● What you should do
Identify and copy all lines of the material where the string "applied" is found.

● Exercise data
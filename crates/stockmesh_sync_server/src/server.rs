//! Central server facade.

use crate::config::ServerConfig;
use crate::error::{ServerError, ServerResult};
use crate::handler::{HandlerContext, RequestHandler};
use crate::merge::{CentralStockRecord, LwwMerger};
use std::sync::Arc;
use stockmesh_sync_protocol::{from_json, to_json, SyncBatch, SyncReport};

/// The central node.
///
/// Maintains the reconciled stock view and processes pull and lookup
/// requests. HTTP routing is a thin external layer over [`handle_post`]
/// and [`handle_get`], which dispatch on paths and speak JSON bodies.
///
/// # Example
///
/// ```
/// use stockmesh_sync_server::{CentralServer, ServerConfig};
///
/// let server = CentralServer::new(ServerConfig::default());
/// let report = server
///     .handle_post("/sync/pull", r#"{"items":[{"productId":"SKU-1","quantity":5,"updatedAt":1}]}"#)
///     .unwrap();
/// assert!(report.contains("\"applied\":1"));
/// ```
///
/// [`handle_post`]: CentralServer::handle_post
/// [`handle_get`]: CentralServer::handle_get
pub struct CentralServer {
    handler: RequestHandler,
    context: Arc<HandlerContext>,
}

impl CentralServer {
    /// Creates a central server with an empty stock view.
    pub fn new(config: ServerConfig) -> Self {
        Self::with_merger(config, Arc::new(LwwMerger::new()))
    }

    /// Creates a central server over an existing stock view.
    pub fn with_merger(config: ServerConfig, merger: Arc<LwwMerger>) -> Self {
        let context = Arc::new(HandlerContext::new(config, merger));
        let handler = RequestHandler::new(Arc::clone(&context));
        Self { handler, context }
    }

    /// Handles a pull request.
    pub fn handle_pull(&self, batch: SyncBatch) -> ServerResult<SyncReport> {
        self.handler.handle_pull(batch)
    }

    /// Handles a stock lookup.
    pub fn handle_stock(&self, product_id: &str) -> ServerResult<CentralStockRecord> {
        self.handler.handle_stock(product_id)
    }

    /// Dispatches a POST by path, decoding and encoding JSON bodies.
    pub fn handle_post(&self, path: &str, body: &str) -> ServerResult<String> {
        match path {
            "/sync/pull" => {
                let batch: SyncBatch =
                    from_json(body).map_err(|e| ServerError::InvalidRequest(e.to_string()))?;
                let report = self.handle_pull(batch)?;
                to_json(&report).map_err(|e| ServerError::Internal(e.to_string()))
            }
            other => Err(ServerError::InvalidRequest(format!(
                "unknown path: {other}"
            ))),
        }
    }

    /// Dispatches a GET by path, encoding the JSON response body.
    pub fn handle_get(&self, path: &str) -> ServerResult<String> {
        match path.strip_prefix("/stock/") {
            Some(product_id) if !product_id.is_empty() => {
                let record = self.handle_stock(product_id)?;
                to_json(&record).map_err(|e| ServerError::Internal(e.to_string()))
            }
            _ => Err(ServerError::InvalidRequest(format!(
                "unknown path: {path}"
            ))),
        }
    }

    /// Number of products in the reconciled view.
    pub fn record_count(&self) -> usize {
        self.context.merger.len()
    }
}
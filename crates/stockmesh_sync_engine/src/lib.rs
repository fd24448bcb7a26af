//! # Stockmesh Sync Engine
//!
//! Store-side synchronization for stockmesh.
//!
//! This crate provides:
//! - [`SyncPusher`] building snapshot batches from the change outbox
//! - Retry with linear backoff on network failures
//! - [`SyncTransport`] / [`HttpClient`] transport abstractions
//! - [`PushScheduler`], a cancellable periodic push timer
//! - [`StoreApi`], the routing-free request surface of a store node
//!
//! ## Architecture
//!
//! The engine implements **current-state reconciliation**: the outbox is
//! a set of dirty markers, and each push carries one fresh snapshot per
//! distinct changed product. Conflicts are resolved on the central side
//! by last-write-wins; the store never waits for acknowledgement of
//! individual mutations.
//!
//! ## Key Invariants
//!
//! - An empty outbox produces no network traffic
//! - The outbox is cleared only after a successful push
//! - A failed push leaves the outbox intact for the next attempt
//! - The scheduled loop survives any push failure

#![deny(unsafe_code)]
#![warn(missing_docs)]

mod api;
mod config;
mod error;
mod http;
mod pusher;
mod scheduler;
mod transport;

pub use api::{ApiError, ApiResult, StoreApi};
pub use config::SyncConfig;
pub use error::{SyncError, SyncResult};
pub use http::{HttpClient, HttpTransport, LoopbackClient, LoopbackServer};
pub use pusher::SyncPusher;
pub use scheduler::PushScheduler;
pub use transport::{MockTransport, SyncTransport};
//! Merge reports returned by the central node.

use serde::{Deserialize, Serialize};

/// Outcome of applying a batch on the central node.
///
/// `received == applied + skipped` for every merge.
#[derive(Debug, Clone, Copy, Default, PartialEq, Eq, Serialize, Deserialize)]
#[serde(rename_all = "camelCase")]
pub struct SyncReport {
    /// Items in the batch.
    pub received: u64,
    /// Items that created or overwrote a central record.
    pub applied: u64,
    /// Items that lost the timestamp comparison (ties included).
    pub skipped: u64,
}

impl SyncReport {
    /// Creates a report.
    pub fn new(received: u64, applied: u64, skipped: u64) -> Self {
        Self {
            received,
            applied,
            skipped,
        }
    }

    /// The report for a push that had nothing to send.
    pub fn empty() -> Self {
        Self::default()
    }
}

#[cfg(test)]
mod tests {
    use super::*;
    use crate::codec::{from_json, to_json};

    #[test]
    fn report_round_trip() {
        let report = SyncReport::new(3, 2, 1);
        let json = to_json(&report).unwrap();
        assert!(json.contains("\"received\":3"));
        let back: SyncReport = from_json(&json).unwrap();
        assert_eq!(back, report);
    }

    #[test]
    fn empty_report_is_all_zero() {
        assert_eq!(SyncReport::empty(), SyncReport::new(0, 0, 0));
    }
}
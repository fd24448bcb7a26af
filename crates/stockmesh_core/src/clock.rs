//! Clock abstraction for mutation timestamps.
//!
//! Every successful mutation stamps `updated_at` from an injected clock,
//! which keeps last-write-wins ordering testable without sleeping.

use crate::types::TimestampMs;
use std::sync::atomic::{AtomicI64, Ordering};
use std::time::{SystemTime, UNIX_EPOCH};

/// Source of wall-clock timestamps for stock mutations.
pub trait Clock: Send + Sync {
    /// Returns the current time in milliseconds since the Unix epoch.
    fn now_ms(&self) -> TimestampMs;
}

/// System clock backed by [`SystemTime`].
#[derive(Debug, Default, Clone, Copy)]
pub struct SystemClock;

impl Clock for SystemClock {
    fn now_ms(&self) -> TimestampMs {
        SystemTime::now()
            .duration_since(UNIX_EPOCH)
            .unwrap_or_default()
            .as_millis() as TimestampMs
    }
}

/// A manually driven clock for tests.
///
/// Time only moves when `advance` or `set` is called, so tests can assert
/// strict `updated_at` ordering deterministically.
#[derive(Debug)]
pub struct ManualClock {
    now: AtomicI64,
}

impl ManualClock {
    /// Creates a clock frozen at the given timestamp.
    pub fn new(start: TimestampMs) -> Self {
        Self {
            now: AtomicI64::new(start),
        }
    }

    /// Moves the clock forward by `delta_ms` and returns the new time.
    pub fn advance(&self, delta_ms: TimestampMs) -> TimestampMs {
        self.now.fetch_add(delta_ms, Ordering::SeqCst) + delta_ms
    }

    /// Pins the clock to an absolute timestamp.
    pub fn set(&self, now_ms: TimestampMs) {
        self.now.store(now_ms, Ordering::SeqCst);
    }
}

impl Default for ManualClock {
    fn default() -> Self {
        Self::new(0)
    }
}

impl Clock for ManualClock {
    fn now_ms(&self) -> TimestampMs {
        self.now.load(Ordering::SeqCst)
    }
}

#[cfg(test)]
mod tests {
    use super::*;

    #[test]
    fn system_clock_is_past_epoch() {
        assert!(SystemClock.now_ms() > 0);
    }

    #[test]
    fn manual_clock_only_moves_on_demand() {
        let clock = ManualClock::new(100);
        assert_eq!(clock.now_ms(), 100);
        assert_eq!(clock.now_ms(), 100);

        assert_eq!(clock.advance(50), 150);
        assert_eq!(clock.now_ms(), 150);

        clock.set(1_000);
        assert_eq!(clock.now_ms(), 1_000);
    }
}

● Output for this task
/// assert!(report.contains("\"applied\":1"));
/// `received == applied + skipped` for every merge.
    pub applied: u64,
    pub fn new(received: u64, applied: u64, skipped: u64) -> Self {
            applied,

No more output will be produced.